As K-12 campuses reopen this fall, hygiene safety solutions sought

The past two school years have presented many challenges with virtual classrooms, hybrid programs, and increased hygiene measures being implemented in K-12 and higher learning educational facilities. As schools prepare to enter a new year, the emphasis on health safety won’t disappear, but with educational facilities reaching full in-person capacity, other security concerns will again resurface. As they reopen doors and implement new technologies and policies, many K-12 and higher education institutions will be searching for solutions that will promote hygiene safety while also offering enhanced security.

Intercom solutions have long been a fixture on educational campuses of all sizes. From basic audio-only systems to IP video intercom systems, intercoms have been a go-to solution because they are cost-effective and easy to use. Once thought to be a basic security tool, intercoms can now be combined with video and other security peripherals, offering decision-makers the ability to solve multiple pain points.

Campus-wide occupancy management

Pre-pandemic, many educational institutions were focused on enhancing visitor management as threats to student safety have become more prevalent. While educational facilities have long utilized intercoms to manage access, now it’s more important than ever to ensure the safety of students and staff by thoroughly vetting all those who enter a building on campus.

Intercom capabilities have extended far beyond their original functionality.
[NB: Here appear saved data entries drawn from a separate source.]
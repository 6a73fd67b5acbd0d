//! Page-level sessions that tie gestures, word list and playback together.
//!
//! | Session            | Drives                                            |
//! |--------------------|---------------------------------------------------|
//! | [`StudySession`]   | carousel navigation + play/stop of one word        |
//! | [`AutoplaySession`]| announce, repeat three times, then wait for user   |
//!
//! Each session owns its [`PlaybackSequencer`](crate::playback::PlaybackSequencer);
//! the sequencer's event receiver stays with whoever runs the UI loop.

pub mod autoplay;
pub mod study;

pub use autoplay::AutoplaySession;
pub use study::StudySession;
//! Gesture engine: turns single-pointer drags into paging and row actions.
//!
//! # Architecture
//!
//! ```text
//! PointerEvent (down / move / up / cancelled)
//!        │
//!        ▼
//! GestureTracker          classify: pending │ horizontal(dx) │ vertical scroll
//!        │
//!        ├─▶ CarouselController      commit → previous() / next()  → Navigate(index)
//!        │                           live   → visual_offset_percent()
//!        │
//!        └─▶ SwipeActionController   commit → SwipeIntent::Edit / Delete(row)
//!                                    live   → row_offset(row), indicator(row)
//! ```
//!
//! Every controller owns exactly one tracker, so at most one gesture is live
//! per controller; a second pointer-down while a gesture is active is ignored.

pub mod carousel;
pub mod swipe;
pub mod tracker;

use std::time::Duration;

pub use carousel::CarouselController;
pub use swipe::{SwipeActionController, SwipeIndicator, SwipeIntent};
pub use tracker::{
    DragUpdate, GesturePhase, GestureState, GestureTracker, Outcome, SwipeDirection,
    TrackerConfig,
};

// ---------------------------------------------------------------------------
// GestureSample
// ---------------------------------------------------------------------------

/// One raw pointer position and its capture time.
#[derive(Debug, Clone, Copy, PartialEq)]
pub struct GestureSample {
    /// Horizontal position in device-independent units.
    pub x: f32,
    /// Vertical position in device-independent units.
    pub y: f32,
    /// Capture time in milliseconds on any monotonic clock.
    pub timestamp_ms: u64,
}

impl GestureSample {
    pub fn new(x: f32, y: f32, timestamp_ms: u64) -> Self {
        Self { x, y, timestamp_ms }
    }
}

// ---------------------------------------------------------------------------
// PointerEvent
// ---------------------------------------------------------------------------

/// Pointer input delivered by the platform for the single active pointer.
#[derive(Debug, Clone, Copy, PartialEq)]
pub enum PointerEvent {
    /// Pointer pressed on an element `element_width` units wide.
    Down {
        sample: GestureSample,
        element_width: f32,
    },
    /// Pointer moved while pressed.
    Move(GestureSample),
    /// Pointer released.
    Up(GestureSample),
    /// The platform aborted the interaction.
    Cancelled,
}

// ---------------------------------------------------------------------------
// SnapTransition
// ---------------------------------------------------------------------------

/// Eased animation the presentation layer should apply when an element
/// settles after a release.
#[derive(Debug, Clone, Copy, PartialEq)]
pub struct SnapTransition {
    /// Animation length.
    pub duration: Duration,
    /// CSS-style cubic-bezier control points `(x1, y1, x2, y2)`.
    pub easing: (f32, f32, f32, f32),
}

impl SnapTransition {
    const EASING: (f32, f32, f32, f32) = (0.27, 1.06, 0.18, 1.00);

    /// Settle animation for carousel pages.
    pub const CAROUSEL: SnapTransition = SnapTransition {
        duration: Duration::from_millis(750),
        easing: Self::EASING,
    };

    /// Settle animation for swiped list rows.
    pub const ROW: SnapTransition = SnapTransition {
        duration: Duration::from_millis(350),
        easing: Self::EASING,
    };
}
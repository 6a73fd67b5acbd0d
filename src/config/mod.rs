//! Configuration module for Word Drill.
//!
//! [`AppConfig`] groups one section per subsystem (`[gesture]`, `[playback]`,
//! `[speech]`) and persists as TOML; [`AppPaths`] says where.

pub mod paths;
pub mod settings;

pub use paths::AppPaths;
pub use settings::{AppConfig, GestureConfig, PlaybackConfig, SpeechBackend, SpeechConfig};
What was once a simple speaker connected to a telephone can now be an IP video system offering visual verification that the person requesting access into a school building does indeed belong there. Pairing an intercom with a camera allows for this important, realtime visual communication between the front office and those requesting access.

For campuses planning to utilize new thermographic technology, IP intercom systems can be used in tandem – allowing operators to communicate specific safety protocols to staff or students before they are granted access. For example, if a parent is dropping off a student at a school that requires temperature checks before admittance, they can approach the intercom located at the campus entrance where they can communicate with front office. The designated staff member can then talk to the parent and student through proper protocols and ensure the student is within the temperature guidelines to be granted access.
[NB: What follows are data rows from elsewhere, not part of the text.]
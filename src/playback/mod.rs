//! Timed, cancellable speech playback.
//!
//! # Architecture
//!
//! ```text
//! StudySession / AutoplaySession
//!        │ play_single / play_autoplay / cancel / stop
//!        ▼
//! PlaybackSequencer ──builds──▶ PlaybackPlan (immutable steps)
//!        │
//!        ├─ tokio::spawn(execute)  ──▶ SpeechPort::speak, sleep(hold)
//!        │
//!        ├─ RunHandle (watch)      ←── polled or awaited by the UI
//!        └─ PlaybackEvent (mpsc)   ←── drained by the UI loop
//! ```
//!
//! Playback never returns errors.  A failed or unsupported request resolves
//! into [`RunState::Failed`] on its handle.

pub mod plan;
pub mod run;
pub mod sequencer;

pub use plan::{PlanKind, PlaybackPlan, PlaybackStep, AUTOPLAY_REPETITIONS};
pub use run::{RunHandle, RunId, RunState, RunStatus};
pub use sequencer::{PlaybackEvent, PlaybackSequencer};
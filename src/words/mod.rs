//! Word-list management: storage, editing rules, and the edit page's
//! swipe-to-edit / swipe-to-delete handling.

pub mod editor;
pub mod list;

pub use editor::WordEditor;
pub use list::{EditCommit, EditOutcome, WordList, WordListError};
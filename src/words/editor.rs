//! Editing session over a [`WordList`]: one row at a time can be in text-edit
//! mode, and row swipes turn into edits or deletions.

use crate::config::GestureConfig;
use crate::gesture::{PointerEvent, SwipeActionController, SwipeIntent};

use super::list::{EditCommit, EditOutcome, WordList, WordListError};

/// List owner for the edit page.
#[derive(Debug)]
pub struct WordEditor {
    list: WordList,
    swipe: SwipeActionController,
    editing: Option<usize>,
    draft: String,
}

impl WordEditor {
    pub fn new(list: WordList, gestures: &GestureConfig) -> Self {
        Self {
            list,
            swipe: SwipeActionController::from_config(gestures),
            editing: None,
            draft: String::new(),
        }
    }

    pub fn list(&self) -> &WordList {
        &self.list
    }

    pub fn into_list(self) -> WordList {
        self.list
    }

    pub fn swipe(&self) -> &SwipeActionController {
        &self.swipe
    }

    /// Row currently in text-edit mode.
    pub fn editing(&self) -> Option<usize> {
        self.editing
    }

    /// Text in the edit field.
    pub fn draft(&self) -> &str {
        &self.draft
    }

    pub fn set_draft(&mut self, value: impl Into<String>) {
        self.draft = value.into();
    }

    // -----------------------------------------------------------------------
    // Edit mode
    // -----------------------------------------------------------------------

    /// Put row `index` into edit mode with its current text as the draft.
    pub fn start_edit(&mut self, index: usize) -> Result<(), WordListError> {
        let word = self
            .list
            .get(index)
            .ok_or(WordListError::OutOfRange {
                index,
                len: self.list.len(),
            })?
            .to_string();
        self.set_editing(Some(index));
        self.draft = word;
        Ok(())
    }

    /// Leave edit mode without touching the list.
    pub fn cancel_edit(&mut self) {
        self.set_editing(None);
        self.draft.clear();
    }

    /// Commit the draft for the row being edited.  Returns `None` when no
    /// row is in edit mode.
    pub fn commit(&mut self, commit: EditCommit) -> Result<Option<EditOutcome>, WordListError> {
        let Some(index) = self.editing else {
            return Ok(None);
        };
        let outcome = self.list.commit_edit(index, &self.draft, commit)?;
        match outcome {
            EditOutcome::Removed | EditOutcome::Saved => self.cancel_edit(),
            EditOutcome::ContinueAt(next) => {
                self.set_editing(Some(next));
                self.draft.clear();
            }
            EditOutcome::Unchanged => {}
        }
        Ok(Some(outcome))
    }

    fn set_editing(&mut self, row: Option<usize>) {
        self.editing = row;
        self.swipe.set_editing(row);
    }

    // -----------------------------------------------------------------------
    // List operations
    // -----------------------------------------------------------------------

    /// Append `word` and open it for editing.
    pub fn add_word(&mut self, word: &str) -> Result<usize, WordListError> {
        let index = self.list.add(word)?;
        self.start_edit(index)?;
        Ok(index)
    }

    /// Delete row `index`, keeping the edit-mode row pointed at the same word.
    pub fn delete(&mut self, index: usize) -> Result<String, WordListError> {
        let removed = self.list.remove(index)?;
        match self.editing {
            Some(row) if row == index => self.cancel_edit(),
            Some(row) if row > index => self.set_editing(Some(row - 1)),
            _ => {}
        }
        Ok(removed)
    }

    pub fn clear(&mut self) {
        self.list.clear();
        self.cancel_edit();
    }

    // -----------------------------------------------------------------------
    // Gestures
    // -----------------------------------------------------------------------

    /// Feed a pointer event for `row` and apply any resulting swipe intent.
    pub fn handle_pointer(
        &mut self,
        row: usize,
        event: PointerEvent,
    ) -> Result<Option<SwipeIntent>, WordListError> {
        let Some(intent) = self.swipe.handle_pointer(row, event) else {
            return Ok(None);
        };
        self.apply(intent)?;
        Ok(Some(intent))
    }

    /// Carry out a swipe intent on the list.
    pub fn apply(&mut self, intent: SwipeIntent) -> Result<(), WordListError> {
        match intent {
            SwipeIntent::Edit(row) => self.start_edit(row),
            SwipeIntent::Delete(row) => {
                let word = self.delete(row)?;
                log::info!("words: deleted {word:?}");
                Ok(())
            }
        }
    }
}

// ---------------------------------------------------------------------------
// Tests
// ---------------------------------------------------------------------------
Mobile apps for convenient access control

Mobile access is a capability many are looking for today, as it offers the ability to manage full access control capabilities from a mobile app. There’s also increased flexibility when working from a mobile app. For example, if a campus is not able to staff the lobby of a main building or dormitory, they can remotely manage access from a mobile device. This enables security personnel to access video feeds and directly communicate with the student or staff member requesting access to a building. This is also an efficient and safe way for campus deliveries to be made.

The past year has taught us that it’s no longer enough to only manage access to main entry points and exits of any educational facility. Campuses will now have to manage occupancy levels in classrooms, living facilities, common areas, and recreational buildings. End-users will find value in a video intercom solution that enables them to directly communicate instructions to those requesting access, ensure identity and proper credentialing, and help maintain the overall health and safety of all those who pass through their doors.
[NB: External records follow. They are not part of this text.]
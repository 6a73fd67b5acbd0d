//! Speech through an external text-to-speech program.
//!
//! Each utterance spawns one process (`espeak-ng` by default):
//!
//! ```text
//! <program> -v <voice> -s <words-per-minute> -- <text>
//! ```
//!
//! The utterance counts as started once the process has spawned and as
//! finished when it exits with status 0.
//! [`stop_all`](SpeechPort::stop_all) bumps a generation counter that every
//! pending `speak` watches; the pending call then returns
//! [`SpeechError::Interrupted`] and its process is killed on drop.

use std::path::{Path, PathBuf};
use std::process::Stdio;

use async_trait::async_trait;
use tokio::process::Command;
use tokio::sync::watch;

use super::{SpeechError, SpeechPort, StartSignal};
use crate::config::SpeechConfig;

/// Program speaking rate at `rate = 1.0`, in words per minute.
const BASE_WORDS_PER_MINUTE: f32 = 175.0;

// ---------------------------------------------------------------------------
// CommandSpeech
// ---------------------------------------------------------------------------

/// [`SpeechPort`] backed by an external TTS executable.
#[derive(Debug)]
pub struct CommandSpeech {
    program: String,
    words_per_minute: u32,
    available: bool,
    stop_tx: watch::Sender<u64>,
}

impl CommandSpeech {
    /// Use `program` at the given relative `rate`.
    ///
    /// Availability is probed once here; a missing program is logged and the
    /// backend reports itself unavailable from then on.
    pub fn new(program: impl Into<String>, rate: f32) -> Self {
        let program = program.into();
        let available = match find_program(&program) {
            Some(path) => {
                log::info!("speech: using {}", path.display());
                true
            }
            None => {
                log::warn!("speech: '{program}' not found, audio playback disabled");
                false
            }
        };
        let (stop_tx, _) = watch::channel(0);

        Self {
            program,
            words_per_minute: words_per_minute(rate),
            available,
            stop_tx,
        }
    }

    pub fn from_config(config: &SpeechConfig) -> Self {
        Self::new(config.program.clone(), config.rate)
    }
}

#[async_trait]
impl SpeechPort for CommandSpeech {
    fn is_available(&self) -> bool {
        self.available
    }

    async fn speak(
        &self,
        text: &str,
        language: &str,
        started: StartSignal,
    ) -> Result<(), SpeechError> {
        if !self.available {
            return Err(SpeechError::Unavailable(self.program.clone()));
        }

        // Only stops requested after this point interrupt this utterance.
        let mut stop_rx = self.stop_tx.subscribe();
        stop_rx.borrow_and_update();

        let mut child = Command::new(&self.program)
            .arg("-v")
            .arg(voice_for(language))
            .arg("-s")
            .arg(self.words_per_minute.to_string())
            .arg("--")
            .arg(text)
            .stdin(Stdio::null())
            .stdout(Stdio::null())
            .stderr(Stdio::null())
            .kill_on_drop(true)
            .spawn()
            .map_err(|e| SpeechError::Failed(format!("cannot start {}: {e}", self.program)))?;

        log::debug!("speech: speaking {text:?} ({language})");
        started.notify();

        tokio::select! {
            status = child.wait() => {
                let status = status.map_err(|e| SpeechError::Failed(e.to_string()))?;
                if status.success() {
                    Ok(())
                } else {
                    Err(SpeechError::Failed(format!("{} exited with {status}", self.program)))
                }
            }
            _ = stop_rx.changed() => {
                log::debug!("speech: utterance interrupted");
                Err(SpeechError::Interrupted)
            }
        }
    }

    fn stop_all(&self) {
        self.stop_tx.send_modify(|generation| *generation = generation.wrapping_add(1));
    }
}

// ---------------------------------------------------------------------------
// Helpers
// ---------------------------------------------------------------------------

fn words_per_minute(rate: f32) -> u32 {
    let rate = if rate.is_finite() && rate > 0.0 { rate } else { 1.0 };
    (BASE_WORDS_PER_MINUTE * rate).round().clamp(80.0, 450.0) as u32
}

/// Map a BCP-47 tag onto an espeak-ng voice name.
fn voice_for(language: &str) -> String {
    let lower = language.to_ascii_lowercase();
    if lower == "zh" || lower.starts_with("zh-") || lower == "cmn" {
        return "cmn".into();
    }
    lower
}

/// Resolve `program` to an executable path, searching `PATH` for bare names.
fn find_program(program: &str) -> Option<PathBuf> {
    if program.is_empty() {
        return None;
    }
    let direct = Path::new(program);
    if direct.components().count() > 1 {
        return direct.is_file().then(|| direct.to_path_buf());
    }

    let search = std::env::var_os("PATH")?;
    std::env::split_paths(&search)
        .flat_map(|dir| {
            let plain = dir.join(program);
            let exe = dir.join(format!("{program}.exe"));
            [plain, exe]
        })
        .find(|candidate| candidate.is_file())
}

// ---------------------------------------------------------------------------
// Tests
// ---------------------------------------------------------------------------
use core::fmt;
use core::str::FromStr;

use serde::{Deserialize, Deserializer, Serialize, Serializer};

use crate::{Coord2, GameError, Result};

/// Player-facing projection of a cell's hidden state.
///
/// Never stored; always recomputed from the cell's flags and its adjacent
/// mine count. Rendered as the literal tokens `"hidden"`, `"flag"`, `"mine"`
/// or the adjacent mine count `"0"`–`"8"`, which is the stable textual
/// contract an embedding API reproduces verbatim.
#[derive(Copy, Clone, Debug, PartialEq, Eq)]
pub enum VisibleCellState {
    Hidden,
    Flagged,
    Mine,
    Empty(u8),
}

impl fmt::Display for VisibleCellState {
    fn fmt(&self, f: &mut fmt::Formatter<'_>) -> fmt::Result {
        match self {
            Self::Hidden => f.write_str("hidden"),
            Self::Flagged => f.write_str("flag"),
            Self::Mine => f.write_str("mine"),
            Self::Empty(adjacent_mines) => write!(f, "{adjacent_mines}"),
        }
    }
}

impl FromStr for VisibleCellState {
    type Err = GameError;

    fn from_str(token: &str) -> Result<Self> {
        match token {
            "hidden" => Ok(Self::Hidden),
            "flag" => Ok(Self::Flagged),
            "mine" => Ok(Self::Mine),
            _ => match token.parse::<u8>() {
                Ok(adjacent_mines) if adjacent_mines <= 8 => Ok(Self::Empty(adjacent_mines)),
                _ => Err(GameError::InvalidBoardShape),
            },
        }
    }
}

impl Serialize for VisibleCellState {
    fn serialize<S: Serializer>(&self, serializer: S) -> core::result::Result<S::Ok, S::Error> {
        serializer.collect_str(self)
    }
}

impl<'de> Deserialize<'de> for VisibleCellState {
    fn deserialize<D: Deserializer<'de>>(deserializer: D) -> core::result::Result<Self, D::Error> {
        let token = String::deserialize(deserializer)?;
        token
            .parse()
            .map_err(|_| serde::de::Error::custom(format!("unknown cell token {token:?}")))
    }
}

/// One grid square; the atomic unit of mine/reveal/flag state.
///
/// The position is fixed at construction. `has_mine` is set once during
/// board generation; `is_revealed` only ever goes false to true; a cell is
/// never flagged and revealed at the same time.
#[derive(Copy, Clone, Debug, PartialEq, Eq)]
pub struct Cell {
    position: Coord2,
    has_mine: bool,
    is_revealed: bool,
    is_flagged: bool,
}

impl Cell {
    pub fn new(position: Coord2) -> Self {
        Self {
            position,
            has_mine: false,
            is_revealed: false,
            is_flagged: false,
        }
    }

    /// Rehydration constructor: all flags supplied by the caller.
    pub fn with_state(position: Coord2, has_mine: bool, is_revealed: bool, is_flagged: bool) -> Self {
        Self {
            position,
            has_mine,
            is_revealed,
            is_flagged,
        }
    }

    pub fn position(&self) -> Coord2 {
        self.position
    }

    pub fn has_mine(&self) -> bool {
        self.has_mine
    }

    pub fn is_revealed(&self) -> bool {
        self.is_revealed
    }

    pub fn is_flagged(&self) -> bool {
        self.is_flagged
    }

    pub(crate) fn place_mine(&mut self) {
        self.has_mine = true;
    }

    /// Reveals the cell and returns its now-current visible state.
    ///
    /// A flagged cell must be unflagged first; revealing it fails with
    /// [`GameError::FlaggedCell`] and leaves the cell untouched.
    pub fn reveal(&mut self, adjacent_mines: u8) -> Result<VisibleCellState> {
        if self.is_flagged {
            return Err(GameError::FlaggedCell);
        }
        self.is_revealed = true;
        Ok(self.visible_state(adjacent_mines))
    }

    /// Sets or clears the flag. Fails with [`GameError::AlreadyRevealed`]
    /// on a revealed cell; otherwise assigns unconditionally, so repeating
    /// the same value is idempotent.
    pub fn set_flag(&mut self, is_flagged: bool) -> Result<()> {
        if self.is_revealed {
            return Err(GameError::AlreadyRevealed);
        }
        self.is_flagged = is_flagged;
        Ok(())
    }

    pub fn visible_state(&self, adjacent_mines: u8) -> VisibleCellState {
        if self.is_revealed {
            if self.has_mine {
                VisibleCellState::Mine
            } else {
                VisibleCellState::Empty(adjacent_mines)
            }
        } else if self.is_flagged {
            VisibleCellState::Flagged
        } else {
            VisibleCellState::Hidden
        }
    }
}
Enhanced campus security and perimeter protection

For campus staff, it’s critical to see how many people are requesting entry at a door where access is managed – as well as who is at the door. If a person is requesting access into a science laboratory where only certain people are allowed, a video intercom provides a safe way to confirm identity. This is also of great importance in college dormitories where visitor access might be limited, or not allowed at all. This solution can also be particularly valuable if a student has lost an access control card and is requesting access to a gym, library, or other shared common area.

Additionally, an IP system can integrate with cameras and a network video recorder. Video can be streamed to a third-party NVR – offering a 24/7 campus security system. This offers increased security, as campus safety officers can easily request logs from certain dates and times. For example, if someone accessed a building after hours, or if there’s unknown activity at an access point, security could access saved video footage to see who’s been there. For campuses who use mobile apps, or access control cards, daily activity logs are retained– allowing security staff to review in case of an incident on-site.

With crime on campuses being a continued safety concern, security directors have a wider range of potential threats to manage. From post-pandemic hygiene safety concerns, to active shooter situations and general student safety; these threats are unlikely to decrease, as campuses start to fully open. Now is the time for educational facilities to review existing security infrastructure and choose an option offering convenience of use for students, staff and visitors – as well as enhanced security and peace of mind.